Fabricantes automóveis alertam para possível escassez de chips

A CLEPA alertou para o risco de novas perturbações na cadeia de abastecimento automóvel, após o Governo neerlandês assumir o controlo da Nexperia, empresa ligada à China
A Associação Europeia de Fornecedores Automóveis (CLEPA) manifestou preocupação com a recente intervenção do Governo dos Países Baixos na Nexperia, uma das principais fornecedoras mundiais de semicondutores. A entidade classificou o caso como “um assunto extremamente sensível” para a indústria automóvel europeia, que ainda recupera das ruturas no fornecimento de chips registadas durante a pandemia.
No final de setembro, as autoridades neerlandesas assumiram o controlo da Nexperia, cuja empresa-mãe é a China Wingtech, justificando a decisão com motivos de segurança nacional e a defesa da soberania tecnológica do país. Em resposta, o Governo chinês proibiu a Nexperia de exportar produtos fabricados no Extremo Oriente, agravando as tensões e aumentando a incerteza no setor.

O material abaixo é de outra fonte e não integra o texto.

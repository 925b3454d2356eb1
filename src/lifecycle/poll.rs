//! Poll-Until Primitive
//!
//! Generic bounded condition wait: re-run a probe at a fixed interval until
//! the observed state satisfies a predicate or the timeout elapses. Every
//! "wait for X" in the orchestrator goes through [`wait_until`].

use crate::error::Result;
use std::future::Future;
use std::time::Duration;
use tokio::time::Instant;

/// Interval and deadline for a condition wait
#[derive(Debug, Clone, Copy, PartialEq, Eq)]
pub struct PollPolicy {
    pub interval: Duration,
    pub timeout: Duration,
}

impl PollPolicy {
    pub fn new(interval: Duration, timeout: Duration) -> Self {
        Self { interval, timeout }
    }
}

/// Result of a condition wait
#[derive(Debug, Clone)]
pub struct WaitOutcome<S> {
    /// Last observed state, satisfied or not
    pub state: S,
    pub satisfied: bool,
    pub elapsed: Duration,
    pub attempts: u32,
}

/// Wait until `is_satisfied` holds for a freshly probed state.
///
/// The probe runs immediately, then every `interval`, with one final probe
/// at the deadline. Probe errors propagate; an unsatisfied wait is not an
/// error and returns the last observed state.
pub async fn wait_until<S, P, Fut, C>(
    mut probe: P,
    is_satisfied: C,
    policy: PollPolicy,
) -> Result<WaitOutcome<S>>
where
    P: FnMut() -> Fut,
    Fut: Future<Output = Result<S>>,
    C: Fn(&S) -> bool,
{
    let start = Instant::now();
    let deadline = start + policy.timeout;
    let mut attempts = 0;

    loop {
        let state = probe().await?;
        attempts += 1;

        if is_satisfied(&state) {
            return Ok(WaitOutcome {
                state,
                satisfied: true,
                elapsed: start.elapsed(),
                attempts,
            });
        }

        let now = Instant::now();
        if now >= deadline {
            return Ok(WaitOutcome {
                state,
                satisfied: false,
                elapsed: start.elapsed(),
                attempts,
            });
        }

        tokio::time::sleep_until((now + policy.interval).min(deadline)).await;
    }
}

#[cfg(test)]
mod tests {
    use super::*;
    use crate::error::Error;
    use std::sync::atomic::{AtomicU32, Ordering};

    #[tokio::test(start_paused = true)]
    async fn test_satisfied_after_a_few_polls() {
        let counter = AtomicU32::new(0);
        let outcome = wait_until(
            || async { Ok(counter.fetch_add(1, Ordering::SeqCst) + 1) },
            |n| *n >= 3,
            PollPolicy::new(Duration::from_secs(1), Duration::from_secs(60)),
        )
        .await
        .unwrap();

        assert!(outcome.satisfied);
        assert_eq!(outcome.state, 3);
        assert_eq!(outcome.attempts, 3);
        assert_eq!(outcome.elapsed, Duration::from_secs(2));
    }

    #[tokio::test(start_paused = true)]
    async fn test_timeout_returns_last_state() {
        let counter = AtomicU32::new(0);
        let outcome = wait_until(
            || async { Ok(counter.fetch_add(1, Ordering::SeqCst)) },
            |_| false,
            PollPolicy::new(Duration::from_secs(4), Duration::from_secs(10)),
        )
        .await
        .unwrap();

        assert!(!outcome.satisfied);
        // Probes at 0s, 4s, 8s and the deadline
        assert_eq!(outcome.attempts, 4);
        assert_eq!(outcome.state, 3);
        assert_eq!(outcome.elapsed, Duration::from_secs(10));
    }

    #[tokio::test(start_paused = true)]
    async fn test_probe_error_propagates() {
        let result: Result<WaitOutcome<()>> = wait_until(
            || async { Err(Error::Connection("reset".into())) },
            |_| true,
            PollPolicy::new(Duration::from_secs(1), Duration::from_secs(5)),
        )
        .await;

        assert!(matches!(result, Err(Error::Connection(_))));
    }

    #[tokio::test(start_paused = true)]
    async fn test_already_satisfied_does_not_sleep() {
        let outcome = wait_until(
            || async { Ok("maintenance") },
            |s| *s == "maintenance",
            PollPolicy::new(Duration::from_secs(5), Duration::from_secs(5)),
        )
        .await
        .unwrap();

        assert!(outcome.satisfied);
        assert_eq!(outcome.attempts, 1);
        assert_eq!(outcome.elapsed, Duration::ZERO);
    }
}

Risco de nova crise de abastecimento
De acordo com a CLEPA, o episódio poderá desencadear uma nova escassez de semicondutores e afetar diretamente os fabricantes automóveis europeus, que dependem fortemente deste tipo de componentes.
Entre os principais clientes da Nexperia encontram-se marcas como Volkswagen, Toyota, BMW e Mercedes-Benz, que utilizam transistores, diodos e outros chips essenciais para os seus sistemas eletrónicos. Caso a cadeia de fornecimento seja interrompida, várias fábricas poderão ter de suspender temporariamente a produção, alertou a associação.

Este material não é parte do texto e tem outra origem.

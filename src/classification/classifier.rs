//! VM Classifier
//!
//! Assigns every virtual machine to exactly one power category. Rules are
//! evaluated first-match-wins:
//!
//! 1. Names starting with the infrastructure prefix are excluded entirely
//! 2. Names on the priority list belong to [`VmCategory::Priority`]
//! 3. The first tag group whose key/value matches claims the VM
//! 4. Everything else is [`VmCategory::Other`]
//!
//! Category orders for each direction are resolved once from configuration.

use crate::config::{ClassificationConfig, TagGroupConfig};
use crate::domain::ports::{Direction, VmInfo};
use crate::error::{Error, Result};
use indexmap::IndexMap;
use serde::{Deserialize, Serialize};
use std::collections::{BTreeSet, HashSet};
use tracing::debug;

const PRIORITY_ID: &str = "priority";
const OTHER_ID: &str = "other";

// =============================================================================
// Categories
// =============================================================================

/// Power category of a virtual machine
#[derive(Debug, Clone, PartialEq, Eq, Hash, Serialize, Deserialize)]
#[serde(rename_all = "snake_case", tag = "kind", content = "group")]
pub enum VmCategory {
    /// Control-plane critical VMs
    Priority,
    /// A configured tag group
    TagGroup(String),
    /// Everything not matched by another rule
    Other,
    /// Platform-managed VMs, never targeted
    InfrastructureManaged,
}

impl VmCategory {
    /// Whether operations may ever be issued against this category
    pub fn is_targetable(&self) -> bool {
        !matches!(self, VmCategory::InfrastructureManaged)
    }

    /// Category id as used in configured orders
    pub fn id(&self) -> &str {
        match self {
            VmCategory::Priority => PRIORITY_ID,
            VmCategory::TagGroup(name) => name,
            VmCategory::Other => OTHER_ID,
            VmCategory::InfrastructureManaged => "infrastructure-managed",
        }
    }
}

impl std::fmt::Display for VmCategory {
    fn fmt(&self, f: &mut std::fmt::Formatter<'_>) -> std::fmt::Result {
        write!(f, "{}", self.id())
    }
}

// =============================================================================
// Classification Result
// =============================================================================

/// VMs partitioned by category, in execution order for one direction
#[derive(Debug, Clone)]
pub struct Classification {
    /// Direction the order applies to
    pub direction: Direction,
    /// Every targetable category in order, possibly with no members
    pub groups: IndexMap<VmCategory, Vec<VmInfo>>,
    /// Infrastructure-managed VMs left untouched
    pub excluded: Vec<VmInfo>,
}

impl Classification {
    /// Members of a category
    pub fn members(&self, category: &VmCategory) -> &[VmInfo] {
        self.groups.get(category).map(Vec::as_slice).unwrap_or(&[])
    }

    /// Number of targeted VMs across all categories
    pub fn target_count(&self) -> usize {
        self.groups.values().map(Vec::len).sum()
    }

    /// Categories in execution order
    pub fn order(&self) -> impl Iterator<Item = &VmCategory> {
        self.groups.keys()
    }
}

// =============================================================================
// VM Classifier
// =============================================================================

#[derive(Debug, Clone)]
struct TagRule {
    name: String,
    key: String,
    value: String,
}

impl TagRule {
    fn matches(&self, vm: &VmInfo) -> bool {
        vm.tags.get(&self.key).is_some_and(|v| v == &self.value)
    }
}

/// Classifies VMs into power categories
#[derive(Debug, Clone)]
pub struct VmClassifier {
    infrastructure_prefix: String,
    priority: BTreeSet<String>,
    tag_rules: Vec<TagRule>,
    startup_order: Vec<VmCategory>,
    shutdown_order: Vec<VmCategory>,
}

impl VmClassifier {
    /// Build a classifier, validating every category reference
    pub fn from_config(config: &ClassificationConfig) -> Result<Self> {
        if config.infrastructure_prefix.is_empty() {
            return Err(Error::Configuration(
                "classification.infrastructure_prefix must not be empty".into(),
            ));
        }

        let tag_rules = build_tag_rules(&config.tag_groups)?;
        let groups: Vec<VmCategory> = tag_rules
            .iter()
            .map(|r| VmCategory::TagGroup(r.name.clone()))
            .collect();

        let startup_order = match &config.startup_order {
            Some(ids) => resolve_order("startup_order", ids, &groups)?,
            None => default_startup_order(&groups),
        };
        let shutdown_order = match &config.shutdown_order {
            Some(ids) => resolve_order("shutdown_order", ids, &groups)?,
            None => default_shutdown_order(&groups),
        };

        debug!(
            "Classifier resolved: startup {:?}, shutdown {:?}",
            startup_order.iter().map(VmCategory::id).collect::<Vec<_>>(),
            shutdown_order.iter().map(VmCategory::id).collect::<Vec<_>>()
        );

        Ok(Self {
            infrastructure_prefix: config.infrastructure_prefix.clone(),
            priority: config.priority_vms.iter().cloned().collect(),
            tag_rules,
            startup_order,
            shutdown_order,
        })
    }

    /// Whether a VM is platform-managed and must never be targeted
    pub fn is_excluded(&self, vm_name: &str) -> bool {
        vm_name.starts_with(&self.infrastructure_prefix)
    }

    /// Category of a single VM
    pub fn category_of(&self, vm: &VmInfo) -> VmCategory {
        if self.is_excluded(&vm.name) {
            return VmCategory::InfrastructureManaged;
        }
        if self.priority.contains(&vm.name) {
            return VmCategory::Priority;
        }
        self.tag_rules
            .iter()
            .find(|rule| rule.matches(vm))
            .map(|rule| VmCategory::TagGroup(rule.name.clone()))
            .unwrap_or(VmCategory::Other)
    }

    /// Category execution order for a direction
    pub fn order(&self, direction: Direction) -> &[VmCategory] {
        match direction {
            Direction::Startup => &self.startup_order,
            Direction::Shutdown => &self.shutdown_order,
        }
    }

    /// Partition VMs into categories ordered for the given direction
    pub fn classify<'a, I>(&self, vms: I, direction: Direction) -> Classification
    where
        I: IntoIterator<Item = &'a VmInfo>,
    {
        let mut groups: IndexMap<VmCategory, Vec<VmInfo>> = self
            .order(direction)
            .iter()
            .map(|c| (c.clone(), Vec::new()))
            .collect();
        let mut excluded = Vec::new();

        for vm in vms {
            let category = self.category_of(vm);
            if category.is_targetable() {
                groups.entry(category).or_default().push(vm.clone());
            } else {
                excluded.push(vm.clone());
            }
        }

        Classification {
            direction,
            groups,
            excluded,
        }
    }
}

fn build_tag_rules(groups: &[TagGroupConfig]) -> Result<Vec<TagRule>> {
    let mut seen = HashSet::new();
    let mut rules = Vec::with_capacity(groups.len());

    for group in groups {
        if group.name.is_empty() || group.key.is_empty() || group.value.is_empty() {
            return Err(Error::Configuration(format!(
                "tag group '{}' needs a name, key and value",
                group.name
            )));
        }
        if group.name == PRIORITY_ID || group.name == OTHER_ID {
            return Err(Error::Configuration(format!(
                "tag group name '{}' is reserved",
                group.name
            )));
        }
        if !seen.insert(group.name.as_str()) {
            return Err(Error::Configuration(format!(
                "duplicate tag group '{}'",
                group.name
            )));
        }
        rules.push(TagRule {
            name: group.name.clone(),
            key: group.key.clone(),
            value: group.value.clone(),
        });
    }

    Ok(rules)
}

fn default_startup_order(groups: &[VmCategory]) -> Vec<VmCategory> {
    let mut order = Vec::with_capacity(groups.len() + 2);
    order.push(VmCategory::Priority);
    order.extend(groups.iter().cloned());
    order.push(VmCategory::Other);
    order
}

/// Dependent tiers go down before the tiers they rely on; priority goes
/// down after every tier and before the unclassified remainder.
fn default_shutdown_order(groups: &[VmCategory]) -> Vec<VmCategory> {
    let mut order = Vec::with_capacity(groups.len() + 2);
    order.extend(groups.iter().rev().cloned());
    order.push(VmCategory::Priority);
    order.push(VmCategory::Other);
    order
}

“Agir com integridade e cautela”
“Exortamos todas as partes a agirem com integridade e cautela. Temos uma cadeia de abastecimento profundamente interligada e a transformação da mobilidade na Europa depende de um ecossistema estável de semicondutores”, afirmou Benjamin Krieger, secretário-geral da CLEPA, em comunicado.
O responsável sublinhou que os fornecedores automóveis estão entre os mais afetados pela situação, uma vez que operam “como produtores intermediários, entre fábricas de componentes críticos e fabricantes de veículos”.
“Pedimos a todas as partes interessadas relevantes a envolverem-se de forma construtiva e a agirem rapidamente para encontrar soluções viáveis e imediatas, que possam evitar perturbações na produção em toda a cadeia de valor automóvel”, concluiu.